§ **SOURCE RECORDS**:
use std::sync::Arc;

use anyhow::Result;
use clap::Parser;
use tokio::net::TcpListener;
use tracing::{info, warn};

use room_relay::{
    adaptor::{self, Adaptor},
    cli::{Cli, Command, NodeArgs},
    client,
    node::Node,
    transport::memory::MemoryBus,
};

fn init_tracing() {
    use tracing_subscriber::{EnvFilter, fmt};

    let filter = EnvFilter::try_from_default_env().unwrap_or_else(|_| EnvFilter::new("info"));
    let _ = fmt().with_env_filter(filter).with_target(false).try_init();
}

async fn start_adaptor(args: &NodeArgs) -> Result<Adaptor> {
    if args.standalone {
        let bus = MemoryBus::new();
        let uid = adaptor::generate_uid();
        return Adaptor::start(&args.prefix, uid, bus.publisher(), bus.subscriber()).await;
    }
    Adaptor::connect(args.relay_options()).await
}

#[tokio::main]
async fn main() -> Result<()> {
    init_tracing();

    let cli = Cli::parse();
    match cli.command {
        Command::Node(args) => {
            let adaptor = start_adaptor(&args).await?;
            let listener = TcpListener::bind(args.listen).await?;
            let node = Node::new(listener, Arc::new(adaptor));
            let addr = node.local_addr()?;
            info!("node listening on {}", addr);
            if let Err(err) = node.run_until_ctrl_c().await {
                warn!("node exited with error: {err:?}");
                return Err(err);
            }
        }
        Command::Client(args) => client::run(args).await?,
    }

    Ok(())
}
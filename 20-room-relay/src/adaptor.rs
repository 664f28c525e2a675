//! The broadcast adaptor: local rooms plus cross-process fan-out.
//!
//! A send delivers to the local members of a room and then publishes the
//! envelope on the relay. Every other process's listener decodes it and
//! delivers to its own members without publishing again, so a message makes
//! exactly one hop. A process also hears its own publications through the
//! pattern subscription; those are recognised by the uid in the channel name
//! and dropped.
//!
//! Whether a dispatch came from the relay is passed down as an [`Origin`]
//! argument. Nothing about it is stored on the adaptor, so a caller sending
//! concurrently with the listener can never suppress or duplicate a publish.

use std::sync::{
    Arc,
    atomic::{AtomicBool, Ordering},
};

use anyhow::{Context, Result};
use serde_json::Value;
use tokio::task::JoinHandle;
use tracing::{debug, info, trace, warn};
use uuid::Uuid;

use crate::{
    codec::Envelope,
    config::{self, RelayOptions},
    connection::Connection,
    registry::RoomRegistry,
    relay::{self, Inbound, RelayChannel},
    transport::{self, Publisher, Subscriber},
};

#[derive(Debug, Clone, Copy, PartialEq, Eq)]
enum Origin {
    /// A caller on this process; the envelope is published after local delivery.
    Local,
    /// Another process, via the relay; delivery stays local.
    Remote,
}

struct Shared {
    uid: String,
    prefix: String,
    registry: RoomRegistry,
    relay: RelayChannel,
    /// Cleared once the listener stops; after that nothing is published.
    listening: AtomicBool,
}

pub struct Adaptor {
    shared: Arc<Shared>,
    listener: JoinHandle<()>,
}

/// A fresh random process identifier.
pub fn generate_uid() -> String {
    Uuid::new_v4().to_string()
}

impl Adaptor {
    /// Dials Redis twice (publish and subscribe), picks a uid and starts
    /// listening. Any dial failure aborts construction.
    pub async fn connect(options: RelayOptions) -> Result<Self> {
        options.validate()?;
        let (publisher, subscriber) = transport::redis::connect(&options)
            .await
            .with_context(|| {
                format!("failed to connect to redis at {}:{}", options.host, options.port)
            })?;
        Self::start(&options.prefix, generate_uid(), publisher, subscriber).await
    }

    /// Starts an adaptor over any transport under a given uid.
    ///
    /// Two adaptors only relay to each other when their uids differ.
    pub async fn start<P, S>(
        prefix: &str,
        uid: String,
        publisher: P,
        subscriber: S,
    ) -> Result<Self>
    where
        P: Publisher,
        S: Subscriber,
    {
        config::validate_prefix(prefix)?;
        let (relay, inbound) = RelayChannel::open(prefix, &uid, publisher, subscriber)
            .await
            .context("failed to subscribe to relay")?;

        info!(
            %uid,
            channel = relay.channel(),
            pattern = relay.pattern(),
            "relay adaptor started"
        );

        let shared = Arc::new(Shared {
            uid,
            prefix: prefix.to_string(),
            registry: RoomRegistry::new(),
            relay,
            listening: AtomicBool::new(true),
        });
        let listener = tokio::spawn(run_listener(Arc::clone(&shared), inbound));

        Ok(Self { shared, listener })
    }

    pub fn uid(&self) -> &str {
        &self.shared.uid
    }

    pub fn prefix(&self) -> &str {
        &self.shared.prefix
    }

    /// Adds a connection to a room on this process only.
    pub fn join(&self, room: &str, connection: Arc<dyn Connection>) {
        debug!(room, connection = connection.id(), "join");
        self.shared.registry.join(room, connection);
    }

    pub fn leave(&self, room: &str, connection: &dyn Connection) {
        debug!(room, connection = connection.id(), "leave");
        self.shared.registry.leave(room, connection.id());
    }

    /// Delivers `event` to every member of `room` on every process.
    pub fn send(&self, room: &str, event: &str, args: Vec<Value>) {
        self.send_except(None, room, event, args);
    }

    /// Like [`send`](Self::send), skipping the connection with id `except`
    /// wherever it is found.
    pub fn send_except(&self, except: Option<&str>, room: &str, event: &str, args: Vec<Value>) {
        let envelope = Envelope::new(room, event, args).except(except);
        self.shared.dispatch(&envelope, Origin::Local);
    }

    /// With no connection, every non-empty local room. With a connection,
    /// the rooms that connection itself tracks, which the registry does not
    /// double-check.
    pub fn rooms_of(&self, connection: Option<&dyn Connection>) -> Vec<String> {
        match connection {
            Some(connection) => connection.rooms(),
            None => self.shared.registry.room_names(),
        }
    }

    /// Members of `room` on this process; other processes are not counted.
    pub fn member_count(&self, room: &str) -> usize {
        self.shared.registry.member_count(room)
    }

    /// Removes every local member of `room` at once.
    pub fn clear(&self, room: &str) {
        let removed = self.shared.registry.clear(room);
        debug!(room, removed, "cleared room");
    }

    /// False once the relay listener has stopped. Sends still reach local
    /// members but no longer arrive from or leave for other processes.
    pub fn is_listening(&self) -> bool {
        self.shared.listening.load(Ordering::Acquire) && !self.listener.is_finished()
    }

    /// Stops the relay listener. Local rooms keep working.
    pub fn shutdown(&self) {
        info!(uid = %self.shared.uid, "stopping relay listener");
        self.shared.stop_listening();
        self.listener.abort();
    }
}

impl Drop for Adaptor {
    fn drop(&mut self) {
        self.listener.abort();
    }
}

impl Shared {
    fn dispatch(&self, envelope: &Envelope, origin: Origin) {
        let members = self.registry.members_of(&envelope.room);
        let mut delivered = 0usize;
        for member in members {
            if envelope.except.as_deref() == Some(member.id()) {
                continue;
            }
            match member.emit(&envelope.event, &envelope.args) {
                Ok(()) => delivered += 1,
                Err(error) => warn!(
                    room = %envelope.room,
                    connection = member.id(),
                    error = %error,
                    "failed to deliver to connection"
                ),
            }
        }
        trace!(
            room = %envelope.room,
            event = %envelope.event,
            delivered,
            ?origin,
            "delivered locally"
        );

        if origin == Origin::Remote {
            return;
        }
        if self.listening.load(Ordering::Acquire) {
            self.relay.publish(envelope.encode());
        } else {
            trace!(room = %envelope.room, "relay stopped; not publishing");
        }
    }

    fn stop_listening(&self) {
        self.listening.store(false, Ordering::Release);
    }

    fn handle_inbound(&self, channel: &str, payload: &[u8]) {
        match relay::origin_uid(channel) {
            Some(uid) if uid == self.uid => {
                trace!(%channel, "ignoring own publication");
                return;
            }
            Some(_) => {}
            None => {
                warn!(%channel, "relay channel carries no uid; dropping message");
                return;
            }
        }

        match Envelope::decode(payload) {
            Ok(envelope) => self.dispatch(&envelope, Origin::Remote),
            Err(error) => warn!(%channel, %error, "dropping undecodable relay message"),
        }
    }
}

async fn run_listener<S: Subscriber>(shared: Arc<Shared>, mut inbound: Inbound<S>) {
    while let Some(message) = inbound.next().await {
        shared.handle_inbound(&message.channel, &message.payload);
    }
    shared.stop_listening();
    warn!(
        uid = %shared.uid,
        "relay listener stopped; broadcasts are now local to this process"
    );
}
use std::io;

use serde::{Deserialize, Serialize, de::DeserializeOwned};
use serde_json::Value;
use tokio::io::{AsyncBufRead, AsyncBufReadExt, AsyncWrite, AsyncWriteExt};

const LINE_ENDINGS: &[char] = &['\n', '\r'];

#[derive(Debug, Clone, Serialize, Deserialize, PartialEq)]
#[serde(tag = "type", rename_all = "snake_case")]
pub enum ClientToServer {
    Join {
        room: String,
    },
    Leave {
        room: String,
    },
    Send {
        room: String,
        event: String,
        #[serde(default)]
        args: Vec<Value>,
    },
    Rooms,
    Count {
        room: String,
    },
}

#[derive(Debug, Clone, Serialize, Deserialize, PartialEq)]
#[serde(tag = "type", rename_all = "snake_case")]
pub enum ServerToClient {
    Welcome { id: String },
    Joined { room: String },
    Left { room: String },
    Event { event: String, args: Vec<Value> },
    Rooms { rooms: Vec<String> },
    Count { room: String, count: usize },
    Error { message: String },
}

pub async fn read_message<R, T>(reader: &mut R) -> io::Result<Option<T>>
where
    R: AsyncBufRead + Unpin,
    T: DeserializeOwned,
{
    // Line-oriented framing keeps the node usable from netcat.
    let mut line = String::new();
    loop {
        line.clear();
        let bytes = reader.read_line(&mut line).await?;
        if bytes == 0 {
            return Ok(None);
        }

        if let Some(parsed) = decode_line(&line)? {
            return Ok(Some(parsed));
        }
    }
}

/// Parses one line of the protocol. Blank lines yield `None`.
pub fn decode_line<T: DeserializeOwned>(line: &str) -> io::Result<Option<T>> {
    let trimmed = line.trim_end_matches(LINE_ENDINGS);
    if trimmed.trim().is_empty() {
        return Ok(None);
    }
    serde_json::from_str(trimmed).map(Some).map_err(to_io_error)
}

pub async fn write_message<W, T>(writer: &mut W, message: &T) -> io::Result<()>
where
    W: AsyncWrite + Unpin,
    T: Serialize,
{
    let mut encoded = serde_json::to_vec(message).map_err(to_io_error)?;
    encoded.push(b'\n');
    writer.write_all(&encoded).await?;
    writer.flush().await?;
    Ok(())
}

fn to_io_error(err: serde_json::Error) -> io::Error {
    io::Error::new(io::ErrorKind::InvalidData, err)
}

§ **WORK REQUEST**: In the listing above, which lines include the string "addr"? Return every one of them.

§ **THE ANSWER**:
            let addr = node.local_addr()?;
            info!("node listening on {}", addr);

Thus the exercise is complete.